An American’s guide to Czech literature & film

I’ve spent the past several months researching my genealogy, primarily focusing on my Czech ancestry. To say it’s been an ordeal would be an understatement —  Czech-Americans don’t have WASP’s advantage of having their history accessibly documented (though they have a better shot at it than Black and Indigenous people in this country). To piece together my family history, I’ve read hundreds of pages of records, written more notes than I can hope to organize, and started to learning Czech, a language so complex that even other Slavic dialects want it to calm down.

While that may sound like an arduous exercise in self-torment, it’s been one of the most fulfilling experiences of my life. All of my recent writing has been shaped by my genealogy research in some way. Most notably, I wrote about it for The Statesman, Stony Brook University’s undergrad newspaper for which I am Opinions Editor, using Castle Garden in the Battery to discuss my second great-grandmother’s immigration journey. But there’s potentially hundreds of pages worth of material in my research, similarly to how Jack Graham made a whole Austrian economics beat out of his Neoreaction a Basilisk contributions. Eventually I plan to turn this project into a book (and you should really back my Patreon so I can eventually afford a research trip to the Czech Republic).

One of the byproducts of this research has been absorbing a ghastly amount of Czech cultural history. Consider this a holistic genealogist agency where unpacking a family history requires dissecting the world around it. Since many of my ancestors were farmers in rural South Bohemia, I’ve learned more Czech history than biographical details of Grandma Stazi’s life. This whole project is an absurd transatlantic psychogeography which I have no hope of selling to a general audience, and it’s my favorite thing I’ve ever done.

So while I prepare to write my eventual weird genealogy book, I figured I should turn my research to good use (i.e. monetization). One of the great joys of Czechophilia is the breadth of extraordinary Czech art. The cultural output of the Czech lands is often surrealist and detached in character, reflecting a culture fragmented by everyone from the Nazis to the U.S.S.R. It’s haunted, playful, creepy, and some of my favorite art in the world — perfect for an essay series with a vague sense of thematic unification.
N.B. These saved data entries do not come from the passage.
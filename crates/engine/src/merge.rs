//! Merge rules for staging a change next to the ones already pending.
//!
//! A session's change list holds at most one live change per row. A new
//! change either lands as a fresh entry or collapses into the entry that
//! already addresses its row:
//!
//! | pending | incoming | result                                         |
//! |---------|----------|------------------------------------------------|
//! | insert  | update   | insert with the new values merged in           |
//! | insert  | delete   | both disappear                                 |
//! | update  | update   | update, new values merged, original old values |
//! | update  | delete   | delete carrying the original old values        |
//! | delete  | any      | conflict                                       |
//! | any     | insert   | conflict (key-less inserts always append)      |

use serde::{Deserialize, Serialize};

use rowstage_core::{ChangeId, ChangeKind, Row, RowAddress, SandboxChange};

use crate::error::EngineError;

/// What `record` did with the incoming change.
#[derive(Debug, Clone, Copy, PartialEq, Eq, Serialize, Deserialize)]
#[serde(tag = "outcome", content = "change_id", rename_all = "snake_case")]
pub enum RecordOutcome {
    /// Added as a new entry.
    Appended(ChangeId),
    /// Folded into the pending change with this id.
    Merged(ChangeId),
    /// The pending update with this id became a delete.
    Replaced(ChangeId),
    /// The pending insert with this id was dropped together with the delete.
    Cancelled(ChangeId),
}

impl RecordOutcome {
    pub fn change_id(&self) -> ChangeId {
        match self {
            Self::Appended(id) | Self::Merged(id) | Self::Replaced(id) | Self::Cancelled(id) => *id,
        }
    }
}

/// Whether an edit addressed by `address` lands on the row `existing` owns.
pub fn targets(existing: &SandboxChange, address: &RowAddress) -> bool {
    if existing.reachable_addresses().contains(address) {
        return true;
    }
    match address {
        RowAddress::Key(_) if existing.is_full_row_addressed() => existing
            .current_image()
            .is_some_and(|image| address.matches_row(&image)),
        RowAddress::FullRow(image) if !existing.is_full_row_addressed() => existing
            .current_key()
            .is_some_and(|key| RowAddress::Key(key).matches_row(image)),
        _ => false,
    }
}

/// Stage `candidate` into `changes`, collapsing it into the change that
/// already owns its row.
pub fn merge_change(
    changes: &mut Vec<SandboxChange>,
    candidate: SandboxChange,
) -> Result<RecordOutcome, EngineError> {
    let Some(address) = candidate.address() else {
        return Err(EngineError::Addressing {
            table: candidate.table.display_name(),
            reason: format!("{} carries neither a primary key nor row values", candidate.kind.as_str()),
        });
    };

    if candidate.kind == ChangeKind::Insert {
        if !address.is_full_row()
            && changes
                .iter()
                .any(|existing| existing.table == candidate.table && targets(existing, &address))
        {
            return Err(EngineError::Conflict {
                table: candidate.table.display_name(),
                reason: "a change is already staged for this key".into(),
            });
        }
        let id = candidate.id;
        changes.push(candidate);
        return Ok(RecordOutcome::Appended(id));
    }

    let position = changes
        .iter()
        .position(|existing| existing.table == candidate.table && targets(existing, &address));
    let Some(index) = position else {
        let id = candidate.id;
        changes.push(candidate);
        return Ok(RecordOutcome::Appended(id));
    };

    let existing = &mut changes[index];
    match (existing.kind, candidate.kind) {
        (ChangeKind::Delete, _) => Err(EngineError::Conflict {
            table: candidate.table.display_name(),
            reason: "row is staged for deletion; undo the delete first".into(),
        }),
        (ChangeKind::Insert, ChangeKind::Delete) => {
            let removed = changes.remove(index);
            Ok(RecordOutcome::Cancelled(removed.id))
        }
        (ChangeKind::Insert, _) => {
            merge_values(&mut existing.new_values, candidate.new_values);
            existing.primary_key = existing.current_key();
            existing.updated_at = candidate.updated_at;
            Ok(RecordOutcome::Merged(existing.id))
        }
        (ChangeKind::Update, ChangeKind::Delete) => {
            fill_old_values(existing, candidate.old_values);
            existing.kind = ChangeKind::Delete;
            existing.new_values = None;
            existing.updated_at = candidate.updated_at;
            Ok(RecordOutcome::Replaced(existing.id))
        }
        (ChangeKind::Update, _) => {
            fill_old_values(existing, candidate.old_values);
            merge_values(&mut existing.new_values, candidate.new_values);
            existing.updated_at = candidate.updated_at;
            Ok(RecordOutcome::Merged(existing.id))
        }
    }
}

fn merge_values(target: &mut Option<Row>, incoming: Option<Row>) {
    let Some(incoming) = incoming else { return };
    target.get_or_insert_with(Row::new).extend(incoming);
}

/// Add pre-image columns the pending change never captured. Columns the
/// pending change already rewrote are skipped: the incoming pre-image only
/// knows their intermediate value.
fn fill_old_values(existing: &mut SandboxChange, incoming: Option<Row>) {
    let Some(incoming) = incoming else { return };
    let rewritten = existing.new_values.as_ref();
    let old = existing.old_values.get_or_insert_with(Row::new);
    for (column, value) in incoming {
        if old.contains_key(&column) || rewritten.is_some_and(|new| new.contains_key(&column)) {
            continue;
        }
        old.insert(column, value);
    }
}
For now, I’ll be focusing on Czech literature and cinema. Both have enough major works that I can paint a general picture without overwhelming myself. I don’t know how many entries this series will have — it probably depends on how much my readers like it. Most likely, I’ll be hewing to one book per author, hoping to represent distinct moments in Czech history. 

Part of this is the relative underrepresentation of Czech literature in the literary canon. Franz Kafka is one of the only major Czech writers who readers already know, so I’m somewhat (if not entirely) disinclined to include him in this series (that and Kafka’s works being in German gives them a flavor distinct from some of these other writers).…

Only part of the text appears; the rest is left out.